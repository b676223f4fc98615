use std::collections::BTreeMap;

use serde::{Deserialize, Serialize};
use serde_json::Value;
use uuid::Uuid;

use crate::UtcDateTime;

/// Mandatory columns present on every experiment data row.
///
/// Custom fields defined by an experiment schema may never shadow these
/// names; the server rejects such schemas and [`crate::normalize`] reports
/// any row that slips through as a schema error.
pub const MANDATORY_COLUMNS: [&str; 5] = [
    "id",
    "experiment_uuid",
    "participant_id",
    "created_at",
    "updated_at",
];

/// Returns true when `name` matches a mandatory column, ignoring case.
pub fn is_reserved_column(name: &str) -> bool {
    MANDATORY_COLUMNS
        .iter()
        .any(|reserved| reserved.eq_ignore_ascii_case(name))
}

/// One experiment data row with a dynamic per-experiment schema.
///
/// The identity and time fields are fixed; everything else the server
/// returns for the row lands in `values`, keyed by column name.
#[derive(Debug, Clone, PartialEq, Serialize, Deserialize)]
pub struct DataRow {
    pub id: i64,
    pub experiment_uuid: Uuid,
    pub participant_id: String,
    pub created_at: UtcDateTime,
    pub updated_at: UtcDateTime,
    #[serde(flatten)]
    pub values: BTreeMap<String, Value>,
}

impl DataRow {
    /// The custom (schema-defined) fields of this row.
    pub fn custom_values(&self) -> &BTreeMap<String, Value> {
        &self.values
    }
}
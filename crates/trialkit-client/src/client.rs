use std::sync::Arc;

use serde_json::Value;

use crate::config::ClientConfig;
use crate::engine::{ApiRequest, RequestEngine};
use crate::error::{ApiError, ClientError};
use crate::models::ServerVersion;
use crate::resources::{
    ExperimentDataResource, ExperimentTypesResource, ExperimentsResource, SearchResource,
    TagsResource,
};
use crate::transport::{ReqwestTransport, Transport};
use crate::version::{NoopVersionObserver, VersionObserver};

/// Top-level client for the experiment-data service.
///
/// Resource accessors borrow the client, so one client can serve many
/// concurrent calls; cloning is cheap and shares the underlying transport.
/// The connection pool is released when the last clone is dropped.
#[derive(Clone)]
pub struct TrialClient {
    engine: RequestEngine,
}

impl TrialClient {
    /// Builds a client with the production HTTP transport.
    pub fn new(config: &ClientConfig) -> Self {
        Self::with_parts(
            config,
            Arc::new(ReqwestTransport::new()),
            Arc::new(NoopVersionObserver),
        )
    }

    /// Builds a client from `TRIALKIT_API_KEY` / `TRIALKIT_API_URL`.
    pub fn from_env() -> Result<Self, ApiError> {
        Ok(Self::new(&ClientConfig::from_env()?))
    }

    /// Builds a client over a custom transport, keeping the default
    /// observer. Used by tests and embedders with their own HTTP stack.
    pub fn with_transport(config: &ClientConfig, transport: Arc<dyn Transport>) -> Self {
        Self::with_parts(config, transport, Arc::new(NoopVersionObserver))
    }

    /// Builds a client with both a custom transport and a custom version
    /// observer.
    pub fn with_parts(
        config: &ClientConfig,
        transport: Arc<dyn Transport>,
        observer: Arc<dyn VersionObserver>,
    ) -> Self {
        Self {
            engine: RequestEngine::new(config, transport, observer),
        }
    }

    pub fn tags(&self) -> TagsResource<'_> {
        TagsResource::new(&self.engine)
    }

    pub fn experiment_types(&self) -> ExperimentTypesResource<'_> {
        ExperimentTypesResource::new(&self.engine)
    }

    pub fn experiments(&self) -> ExperimentsResource<'_> {
        ExperimentsResource::new(&self.engine)
    }

    pub fn data(&self) -> ExperimentDataResource<'_> {
        ExperimentDataResource::new(&self.engine)
    }

    pub fn search(&self) -> SearchResource<'_> {
        SearchResource::new(&self.engine)
    }

    /// Service health probe.
    pub async fn health(&self) -> Result<Value, ApiError> {
        self.engine.execute(&ApiRequest::get("/health")).await
    }

    /// Server version and compatibility report.
    pub async fn server_version(&self) -> Result<ServerVersion, ClientError> {
        let payload = self.engine.execute(&ApiRequest::get("/version")).await?;
        Ok(serde_json::from_value(payload)?)
    }
}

◇ ◇ ◇ ◇

> **Task details**: Word for word, copy out all the data given above.

> **Exercise result**:
repository b676223f4fc98615
use std::collections::BTreeMap;

use serde::{Deserialize, Serialize};
use serde_json::Value;
use uuid::Uuid;

use crate::UtcDateTime;

/// Mandatory columns present on every experiment data row.
///
/// Custom fields defined by an experiment schema may never shadow these
/// names; the server rejects such schemas and [`crate::normalize`] reports
/// any row that slips through as a schema error.
pub const MANDATORY_COLUMNS: [&str; 5] = [
    "id",
    "experiment_uuid",
    "participant_id",
    "created_at",
    "updated_at",
];

/// Returns true when `name` matches a mandatory column, ignoring case.
pub fn is_reserved_column(name: &str) -> bool {
    MANDATORY_COLUMNS
        .iter()
        .any(|reserved| reserved.eq_ignore_ascii_case(name))
}

/// One experiment data row with a dynamic per-experiment schema.
///
/// The identity and time fields are fixed; everything else the server
/// returns for the row lands in `values`, keyed by column name.
#[derive(Debug, Clone, PartialEq, Serialize, Deserialize)]
pub struct DataRow {
    pub id: i64,
    pub experiment_uuid: Uuid,
    pub participant_id: String,
    pub created_at: UtcDateTime,
    pub updated_at: UtcDateTime,
    #[serde(flatten)]
    pub values: BTreeMap<String, Value>,
}

impl DataRow {
    /// The custom (schema-defined) fields of this row.
    pub fn custom_values(&self) -> &BTreeMap<String, Value> {
        &self.values
    }
}
filename crates/trialkit-client/src/client.rs
use std::sync::Arc;

use serde_json::Value;

use crate::config::ClientConfig;
use crate::engine::{ApiRequest, RequestEngine};
use crate::error::{ApiError, ClientError};
use crate::models::ServerVersion;
use crate::resources::{
    ExperimentDataResource, ExperimentTypesResource, ExperimentsResource, SearchResource,
    TagsResource,
};
use crate::transport::{ReqwestTransport, Transport};
use crate::version::{NoopVersionObserver, VersionObserver};

/// Top-level client for the experiment-data service.
///
/// Resource accessors borrow the client, so one client can serve many
/// concurrent calls; cloning is cheap and shares the underlying transport.
/// The connection pool is released when the last clone is dropped.
#[derive(Clone)]
pub struct TrialClient {
    engine: RequestEngine,
}

impl TrialClient {
    /// Builds a client with the production HTTP transport.
    pub fn new(config: &ClientConfig) -> Self {
        Self::with_parts(
            config,
            Arc::new(ReqwestTransport::new()),
            Arc::new(NoopVersionObserver),
        )
    }

    /// Builds a client from `TRIALKIT_API_KEY` / `TRIALKIT_API_URL`.
    pub fn from_env() -> Result<Self, ApiError> {
        Ok(Self::new(&ClientConfig::from_env()?))
    }

    /// Builds a client over a custom transport, keeping the default
    /// observer. Used by tests and embedders with their own HTTP stack.
    pub fn with_transport(config: &ClientConfig, transport: Arc<dyn Transport>) -> Self {
        Self::with_parts(config, transport, Arc::new(NoopVersionObserver))
    }

    /// Builds a client with both a custom transport and a custom version
    /// observer.
    pub fn with_parts(
        config: &ClientConfig,
        transport: Arc<dyn Transport>,
        observer: Arc<dyn VersionObserver>,
    ) -> Self {
        Self {
            engine: RequestEngine::new(config, transport, observer),
        }
    }

    pub fn tags(&self) -> TagsResource<'_> {
        TagsResource::new(&self.engine)
    }

    pub fn experiment_types(&self) -> ExperimentTypesResource<'_> {
        ExperimentTypesResource::new(&self.engine)
    }

    pub fn experiments(&self) -> ExperimentsResource<'_> {
        ExperimentsResource::new(&self.engine)
    }

    pub fn data(&self) -> ExperimentDataResource<'_> {
        ExperimentDataResource::new(&self.engine)
    }

    pub fn search(&self) -> SearchResource<'_> {
        SearchResource::new(&self.engine)
    }

    /// Service health probe.
    pub async fn health(&self) -> Result<Value, ApiError> {
        self.engine.execute(&ApiRequest::get("/health")).await
    }

    /// Server version and compatibility report.
    pub async fn server_version(&self) -> Result<ServerVersion, ClientError> {
        let payload = self.engine.execute(&ApiRequest::get("/version")).await?;
        Ok(serde_json::from_value(payload)?)
    }
}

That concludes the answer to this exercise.